Berville is part of natural region of Lieuvin and included in the Natural regional reserve of the Norman Seine loops (Parc naturel régional des Boucles de la Seine normande).

The village is 8.5 km east of Honfleur, 18.5 km south east of Le Havre and 55 km west of Rouen (as the crow flies).

The commune is crossed by the canal de Retour ("Return canal"), parallele to the Seine river. The Berville northeastern limit is marked by the Risle river confluence with the Seine.

==Population==
The inhabitants are called Bervillais in French.

==Toponymy==

The name of the village is attested in a latinized final form of Bervilla in 1077 (Lisieux obituary), Bervilla super Secanam in 1234 (Jumièges cartulary)), Berville sur Seine in 1738, Saint-Mélaigne-de-Berville in 1868 (directory of the Norman association).

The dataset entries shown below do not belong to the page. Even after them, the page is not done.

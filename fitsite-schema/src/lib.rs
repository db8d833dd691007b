pub mod admin;
pub mod error;
pub mod pages;
pub mod revalidate;
pub mod upload;

pub use admin::{
    AccessPassSave, MembershipFeatureInput, MembershipPlanInput, MembershipSave,
    PersonalizationUpdate,
};
pub use error::ApiErrorBody;
pub use pages::{AboutPage, PhilosophyItem, TeamMember};
pub use revalidate::{RevalidateErrorBody, RevalidateRequest, RevalidateResponse};
pub use upload::{UploadUrlRequest, UploadUrlResponse};
pub mod admin;
pub mod data;
pub mod pages;
pub mod revalidate;
pub mod upload;
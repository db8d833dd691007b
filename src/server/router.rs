use crate::config::Config;
use crate::db::DbActorHandle;
use crate::error::SiteError;
use crate::server::guards::admin::RequireAdminKey;
use crate::server::routes::{admin, data, pages, revalidate, upload};
use crate::service::ContentService;
use crate::storage::Presigner;

use axum::{
    Router,
    extract::Request,
    http::{HeaderName, HeaderValue, Method, StatusCode, Version, header::USER_AGENT},
    middleware::{self, Next},
    response::Response,
    routing::get,
};
use base64::Engine as _;
use rand::RngCore;
use std::sync::Arc;
use std::time::Instant;
use tower_http::{
    cors::{Any, CorsLayer},
    limit::RequestBodyLimitLayer,
};
use tracing::{error, info, warn};

const MAX_REQUEST_ID_LEN: usize = 128;
const MAX_BODY_BYTES: usize = 1024 * 1024;
const X_REQUEST_ID: HeaderName = HeaderName::from_static("x-request-id");

fn generate_request_id() -> String {
    // 96 bits => 16 chars base64url (no padding).
    let mut bytes = [0u8; 12];
    rand::rng().fill_bytes(&mut bytes);
    base64::engine::general_purpose::URL_SAFE_NO_PAD.encode(bytes)
}

fn format_http_version(version: Version) -> &'static str {
    match version {
        Version::HTTP_09 => "HTTP/0.9",
        Version::HTTP_10 => "HTTP/1.0",
        Version::HTTP_11 => "HTTP/1.1",
        Version::HTTP_2 => "HTTP/2",
        Version::HTTP_3 => "HTTP/3",
        _ => "HTTP/?",
    }
}

#[derive(Clone)]
pub struct SiteState {
    pub content: ContentService,
    pub presigner: Arc<Presigner>,
    pub revalidate_token: Arc<str>,
    pub admin_key: Arc<str>,
    pub default_folder: Arc<str>,
}

impl SiteState {
    pub fn new(db: DbActorHandle, cfg: &Config) -> Result<Self, SiteError> {
        let presigner = Presigner::from_config(&cfg.storage)?;
        let content = ContentService::new(db, &cfg.cache, cfg.storage.public_url.clone());

        Ok(Self {
            content,
            presigner: Arc::new(presigner),
            revalidate_token: Arc::from(cfg.basic.revalidate_token.trim()),
            admin_key: Arc::from(cfg.basic.admin_key.trim()),
            default_folder: Arc::from(cfg.storage.default_folder.as_str()),
        })
    }
}

async fn not_found_handler() -> StatusCode {
    StatusCode::NOT_FOUND
}

async fn healthz() -> &'static str {
    "ok"
}

async fn access_log(req: Request, next: Next) -> Response {
    let method = req.method().clone();
    let uri = req.uri().clone();
    let version = req.version();

    let request_id = req
        .headers()
        .get(X_REQUEST_ID)
        .and_then(|v| v.to_str().ok())
        .filter(|v| !v.is_empty() && v.len() <= MAX_REQUEST_ID_LEN)
        .map(str::to_string)
        .unwrap_or_else(generate_request_id);

    let user_agent = req
        .headers()
        .get(USER_AGENT)
        .and_then(|v| v.to_str().ok())
        .unwrap_or("-")
        .to_string();

    let start = Instant::now();
    let mut resp = next.run(req).await;

    // Always reflect `x-request-id`, even if the client didn't send one.
    if let Ok(value) = HeaderValue::from_str(&request_id) {
        resp.headers_mut().insert(X_REQUEST_ID, value);
    }

    let status = resp.status();
    let latency_ms = u64::try_from(start.elapsed().as_millis()).unwrap_or(u64::MAX);
    let path = uri.path();
    let protocol = format_http_version(version);

    if status.is_server_error() {
        error!(
            "| {:>3} | {} | {:^7} | {:<8} | {} | {}ms | {}",
            status.as_u16(),
            request_id,
            method.as_str(),
            protocol,
            path,
            latency_ms,
            user_agent
        );
    } else if status.is_client_error() {
        warn!(
            "| {:>3} | {} | {:^7} | {:<8} | {} | {}ms | {}",
            status.as_u16(),
            request_id,
            method.as_str(),
            protocol,
            path,
            latency_ms,
            user_agent
        );
    } else {
        info!(
            "| {:>3} | {} | {:^7} | {:<8} | {} | {}ms | {}",
            status.as_u16(),
            request_id,
            method.as_str(),
            protocol,
            path,
            latency_ms,
            user_agent
        );
    }

    resp
}

pub fn site_router(state: SiteState) -> Router {
    let admin = admin::router().layer(middleware::from_extractor_with_state::<
        RequireAdminKey,
        _,
    >(state.clone()));

    let cors = CorsLayer::new()
        .allow_origin(Any)
        .allow_methods([Method::GET, Method::POST, Method::PUT])
        .allow_headers(Any)
        .expose_headers([X_REQUEST_ID]);

    Router::new()
        .route("/healthz", get(healthz))
        .merge(data::router())
        .merge(pages::router())
        .merge(upload::router())
        .merge(revalidate::router())
        .merge(admin)
        .fallback(not_found_handler)
        .with_state(state)
        .layer(RequestBodyLimitLayer::new(MAX_BODY_BYTES))
        .layer(cors)
        .layer(middleware::from_fn(access_log))
}
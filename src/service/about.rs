use fitsite_schema::{AboutPage, PhilosophyItem, TeamMember};
use std::sync::LazyLock;

pub static ABOUT_PAGE: LazyLock<AboutPage> = LazyLock::new(|| AboutPage {
    tagline: "We are a community dedicated to pushing boundaries, leveraging technology, and unlocking human potential.".to_string(),
    founded: 2014,
    story: vec![
        "Founded in 2014 by Shanu Roy in the heart of Benachity, Durgapur, Fitness Plus was born from a simple idea: to create a fitness space that was truly for everyone. Located opposite the historic Bhiringi Kalibari, we saw a need for a gym that combined a welcoming, inclusive atmosphere with the best equipment and expert guidance.".to_string(),
        "Over the years, we've grown into a thriving community hub, but our core mission remains the same: to provide a one-stop destination where our members feel supported, motivated, and empowered to achieve their personal best.".to_string(),
    ],
    philosophy: [
        ("Community First", "We believe in the power of a supportive community to inspire and motivate."),
        ("Tech-Driven", "We utilize the latest smart equipment and technology to optimize your results."),
        ("Personalized Approach", "Your goals are unique. Our expert trainers craft plans that are tailored to you."),
        ("Inclusivity", "A welcoming, unisex environment where everyone feels they belong."),
    ]
    .into_iter()
    .map(|(title, description)| PhilosophyItem {
        title: title.to_string(),
        description: description.to_string(),
    })
    .collect(),
    team: vec![
        team_member("Shanu Roy", "Head Trainer & Founder", "https://placehold.co/400x400/181818/a2ff00?text=SR", false),
        team_member("Our Expert Team", "Certified Coaches & Specialists", "https://placehold.co/400x400/181818/ffffff?text=Team", false),
        team_member("Join The Crew", "Become a Member", "https://placehold.co/400x400/181818/ffffff?text=You", true),
    ],
});

fn team_member(name: &str, role: &str, image: &str, is_cta: bool) -> TeamMember {
    TeamMember {
        name: name.to_string(),
        role: role.to_string(),
        image: image.to_string(),
        is_cta,
    }
}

Composed in -ville with the old sense of "rural domain", preceded by the Germanic personal name Bero. It is a hypocoristic of the Germanic anthroponym Bern from * beran ("bear", in German "Bär").

The complementary determinant -sur-Mer is used to distinguish the municipality from the homonyms Berville-la-Campagne and Berville-en-Roumois in the same department of Eure, Berville-sur-Seine, further upstream and on the other bank in Seine-Maritime department, and other places in France called Berville.

On the sea ?
Berville-sur-Mer is on the banks of the Seine estuary, well upstream of the Pont de Normandie (Normandy bridge). However, being located before the Risle and the Seine rivers confluence point, Berville was officially located by the sea, since a Napoleon I ordinance. However, within the meaning of the 1986 Loi du littoral (Coastal Law), Berville it is not part of the French coastal municipalities.